No more than five minutes after the New York Giants beat the San Francisco 49ers to win the National Football Conference championship on Jan. 22, the Giants were established by Las Vegas bookmakers as 3½-point underdogs to the New England Patriots in Super Bowl XLVI.
The two-week build-up to football’s biggest game —kickoff is scheduled for 6:30 ET on NBC—had only just kicked off for Jay Kornegay, who runs the sports book at the LVH Las Vegas Hotel & Casino, which used to be known as the Las Vegas Hilton. He learned a long time ago that people like to bet on more than a point spread.
Kornegay is widely regarded as the king of Super Bowl proposition bets, “prop bets" for short. He went to work establishing an astonishing list of about 350 betting lines on smaller outcomes to be determined in the big game, down to the pregame coin flip. (Heads and tails are even money.)

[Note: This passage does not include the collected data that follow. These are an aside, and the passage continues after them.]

//! Code generation for `#[derive(EnumNames)]`.
//!
//! The emitted block does all the work during const evaluation:
//! 1. one probe signature per member, `enum_names::probe<{module_path}::{Type}::{member}>()`,
//! 2. one `FixedName` per member sized by `extract_name(signature).len()`,
//! 3. a single `static` table referencing those buffers in member-index order.
//!
//! Everything sits inside `const _: () = { ... };` so the helper items never leak into the caller's
//! namespace.

use proc_macro2::TokenStream;
use quote::{format_ident, quote};
use syn::DeriveInput;
use syn::ext::IdentExt;

use crate::attrs::Options;
use crate::eligibility::{self, EnumShape};

/// Opening of every synthesized signature. Must stay in sync with `enum_names::probe::PROBE_OPEN`.
const PROBE_OPEN: &str = "enum_names::probe<";
/// Closing of every synthesized signature. Must stay in sync with `enum_names::probe::PROBE_CLOSE`.
const PROBE_CLOSE: &str = ">()";

/// Run the eligibility check and generate the trait impls.
pub fn derive_enum_names(input: &DeriveInput) -> syn::Result<TokenStream> {
    let options = Options::from_attrs(&input.attrs)?;
    let shape = eligibility::check(input, &options)?;
    Ok(expand(&shape))
}

fn expand(shape: &EnumShape<'_>) -> TokenStream {
    let ident = shape.ident;
    let type_name = ident.unraw().to_string();
    let count = shape.count();
    let sentinel = shape.sentinel;
    let sentinel_name = sentinel.unraw().to_string();

    // Signatures cover the sentinel too so `probe` is total over the type.
    let all: Vec<_> = shape.members.iter().copied().chain(std::iter::once(sentinel)).collect();
    let signatures = all.iter().map(|member| {
        let member = member.unraw().to_string();
        quote! {
            ::core::concat!(#PROBE_OPEN, ::core::module_path!(), "::", #type_name, "::", #member, #PROBE_CLOSE)
        }
    });
    let all_indices = 0..all.len();

    let members = &shape.members;
    let indices: Vec<usize> = (0..count).collect();
    let buffers: Vec<_> = indices.iter().map(|i| format_ident!("NAME_{}", i)).collect();

    quote! {
        const _: () = {
            const SIGNATURES: [&str; #count + 1] = [#(#signatures),*];

            #(
                const #buffers: &::enum_names::FixedName<{ ::enum_names::extract_name(SIGNATURES[#indices]).len() }> =
                    &::enum_names::FixedName::new(::enum_names::extract_name(SIGNATURES[#indices]));
            )*

            static NAMES: [&str; #count] = [#(#buffers.as_str()),*];

            const _: () = ::core::assert!(
                #ident::#sentinel as usize == #count,
                "count sentinel must equal the number of members"
            );

            #[automatically_derived]
            impl ::enum_names::SizedEnum for #ident {
                const COUNT: usize = #count;
                const SENTINEL: &'static str = #sentinel_name;

                fn from_index(index: usize) -> ::core::option::Option<Self> {
                    match index {
                        #(#indices => ::core::option::Option::Some(Self::#members),)*
                        _ => ::core::option::Option::None,
                    }
                }

                fn index(self) -> usize {
                    match self {
                        #(Self::#all => #all_indices,)*
                    }
                }
            }

            #[automatically_derived]
            impl ::enum_names::SignatureProbe for #ident {
                fn probe(self) -> ::enum_names::Signature {
                    ::enum_names::Signature::Borrowed(SIGNATURES[<Self as ::enum_names::SizedEnum>::index(self)])
                }
            }

            #[automatically_derived]
            impl ::enum_names::EnumNames for #ident {
                fn try_name_table() -> ::core::result::Result<::enum_names::NameTable, ::enum_names::NameError> {
                    ::core::result::Result::Ok(<Self as ::enum_names::EnumNames>::name_table())
                }

                fn name_table() -> ::enum_names::NameTable {
                    ::enum_names::NameTable::new(&NAMES)
                }
            }
        };
    }
}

Besides being America’s most-watched game, the Super Bowl is also America’s most-wagered-upon game. According to the Nevada Gaming Commission, $87.5 million was wagered at the state’s 183 sports books last year on Super Bowl XLV, won by Green Bay. Kornegay estimates that prop bets accounted for up to half that total.
“You see people at Super Bowl parties holding one ticket on the game and six tickets with prop bets,” Kornegay says. “We have a couple of guys, who, every year, bet on every single prop. When you have hundreds of them, that can really add up.”